■ **WORK TASK**: Reproduce the listing below precisely, leaving every line intact.
===
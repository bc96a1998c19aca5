use comfy_table::modifiers::UTF8_ROUND_CORNERS;
use comfy_table::presets::UTF8_FULL;
use comfy_table::{Attribute, Cell, CellAlignment, Color, ContentArrangement, Table};
use console::style;
use indicatif::{ProgressBar, ProgressStyle};
use std::time::Duration;

/// Defines different styles for text elements.
pub enum StyleType {
    Title,
    Error,
    Subtle,
}

/// Applies a consistent style to a string.
pub fn style_text(text: &str, style_type: StyleType) -> String {
    let styled = match style_type {
        StyleType::Title => style(text).bold().underlined(),
        StyleType::Error => style(text).red(),
        StyleType::Subtle => style(text).dim(),
    };
    styled.to_string()
}

/// Creates a new `comfy_table::Table` with standard styling.
pub fn new_styled_table() -> Table {
    let mut table = Table::new();
    table
        .load_preset(UTF8_FULL)
        .apply_modifier(UTF8_ROUND_CORNERS)
        .set_content_arrangement(ContentArrangement::Dynamic);
    table
}

/// Creates a styled header cell for a table.
pub fn header_cell(text: &str) -> Cell {
    Cell::new(text)
        .fg(Color::Cyan)
        .add_attribute(Attribute::Bold)
}

/// Formats a whole amount with thousands separators, e.g. `67,500,000`.
pub fn format_amount(value: f64) -> String {
    let rounded = value.round();
    if !rounded.is_finite() {
        return "N/A".to_string();
    }

    let digits = format!("{:.0}", rounded.abs());
    let mut grouped = String::with_capacity(digits.len() + digits.len() / 3);
    for (i, ch) in digits.chars().enumerate() {
        if i > 0 && (digits.len() - i) % 3 == 0 {
            grouped.push(',');
        }
        grouped.push(ch);
    }

    if rounded < 0.0 {
        format!("-{grouped}")
    } else {
        grouped
    }
}

/// Right aligned amount cell. `None` is displayed as "N/A".
pub fn amount_cell(value: Option<f64>) -> Cell {
    value.map_or(
        Cell::new("N/A")
            .fg(Color::DarkGrey)
            .set_alignment(CellAlignment::Right),
        |v| Cell::new(format_amount(v)).set_alignment(CellAlignment::Right),
    )
}

/// Bold green amount cell for the figure a table is about.
pub fn highlighted_amount_cell(value: f64) -> Cell {
    Cell::new(format_amount(value))
        .add_attribute(Attribute::Bold)
        .fg(Color::Green)
        .set_alignment(CellAlignment::Right)
}

/// Creates a new `indicatif` spinner showing `message`.
pub fn new_spinner(message: &str) -> ProgressBar {
    let pb = ProgressBar::new_spinner();
    pb.set_style(
        ProgressStyle::default_spinner()
            .template("{spinner:.green} {msg} [{elapsed_precise}]")
            .unwrap_or_else(|_| ProgressStyle::default_spinner()),
    );
    pb.set_message(message.to_string());
    pb.enable_steady_tick(Duration::from_millis(100));
    pb
}

/// Prints a separator line matching the terminal width.
pub fn print_separator() {
    let term_width = console::Term::stdout()
        .size_checked()
        .map(|(_, w)| w as usize)
        .unwrap_or(80);
    println!("\n{}", "─".repeat(term_width));
}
===
■ **WRITTEN RESPONSE**:
repository bc96a1998c19aca5
use comfy_table::modifiers::UTF8_ROUND_CORNERS;
use comfy_table::presets::UTF8_FULL;
use comfy_table::{Attribute, Cell, CellAlignment, Color, ContentArrangement, Table};
use console::style;
use indicatif::{ProgressBar, ProgressStyle};
use std::time::Duration;

/// Defines different styles for text elements.
pub enum StyleType {
    Title,
    Error,
    Subtle,
}

/// Applies a consistent style to a string.
pub fn style_text(text: &str, style_type: StyleType) -> String {
    let styled = match style_type {
        StyleType::Title => style(text).bold().underlined(),
        StyleType::Error => style(text).red(),
        StyleType::Subtle => style(text).dim(),
    };
    styled.to_string()
}

/// Creates a new `comfy_table::Table` with standard styling.
pub fn new_styled_table() -> Table {
    let mut table = Table::new();
    table
        .load_preset(UTF8_FULL)
        .apply_modifier(UTF8_ROUND_CORNERS)
        .set_content_arrangement(ContentArrangement::Dynamic);
    table
}

/// Creates a styled header cell for a table.
pub fn header_cell(text: &str) -> Cell {
    Cell::new(text)
        .fg(Color::Cyan)
        .add_attribute(Attribute::Bold)
}

/// Formats a whole amount with thousands separators, e.g. `67,500,000`.
pub fn format_amount(value: f64) -> String {
    let rounded = value.round();
    if !rounded.is_finite() {
        return "N/A".to_string();
    }

    let digits = format!("{:.0}", rounded.abs());
    let mut grouped = String::with_capacity(digits.len() + digits.len() / 3);
    for (i, ch) in digits.chars().enumerate() {
        if i > 0 && (digits.len() - i) % 3 == 0 {
            grouped.push(',');
        }
        grouped.push(ch);
    }

    if rounded < 0.0 {
        format!("-{grouped}")
    } else {
        grouped
    }
}

/// Right aligned amount cell. `None` is displayed as "N/A".
pub fn amount_cell(value: Option<f64>) -> Cell {
    value.map_or(
        Cell::new("N/A")
            .fg(Color::DarkGrey)
            .set_alignment(CellAlignment::Right),
        |v| Cell::new(format_amount(v)).set_alignment(CellAlignment::Right),
    )
}

/// Bold green amount cell for the figure a table is about.
pub fn highlighted_amount_cell(value: f64) -> Cell {
    Cell::new(format_amount(value))
        .add_attribute(Attribute::Bold)
        .fg(Color::Green)
        .set_alignment(CellAlignment::Right)
}

/// Creates a new `indicatif` spinner showing `message`.
pub fn new_spinner(message: &str) -> ProgressBar {
    let pb = ProgressBar::new_spinner();
    pb.set_style(
        ProgressStyle::default_spinner()
            .template("{spinner:.green} {msg} [{elapsed_precise}]")
            .unwrap_or_else(|_| ProgressStyle::default_spinner()),
    );
    pb.set_message(message.to_string());
    pb.enable_steady_tick(Duration::from_millis(100));
    pb
}

/// Prints a separator line matching the terminal width.
pub fn print_separator() {
    let term_width = console::Term::stdout()
        .size_checked()
        .map(|(_, w)| w as usize)
        .unwrap_or(80);
    println!("\n{}", "─".repeat(term_width));
}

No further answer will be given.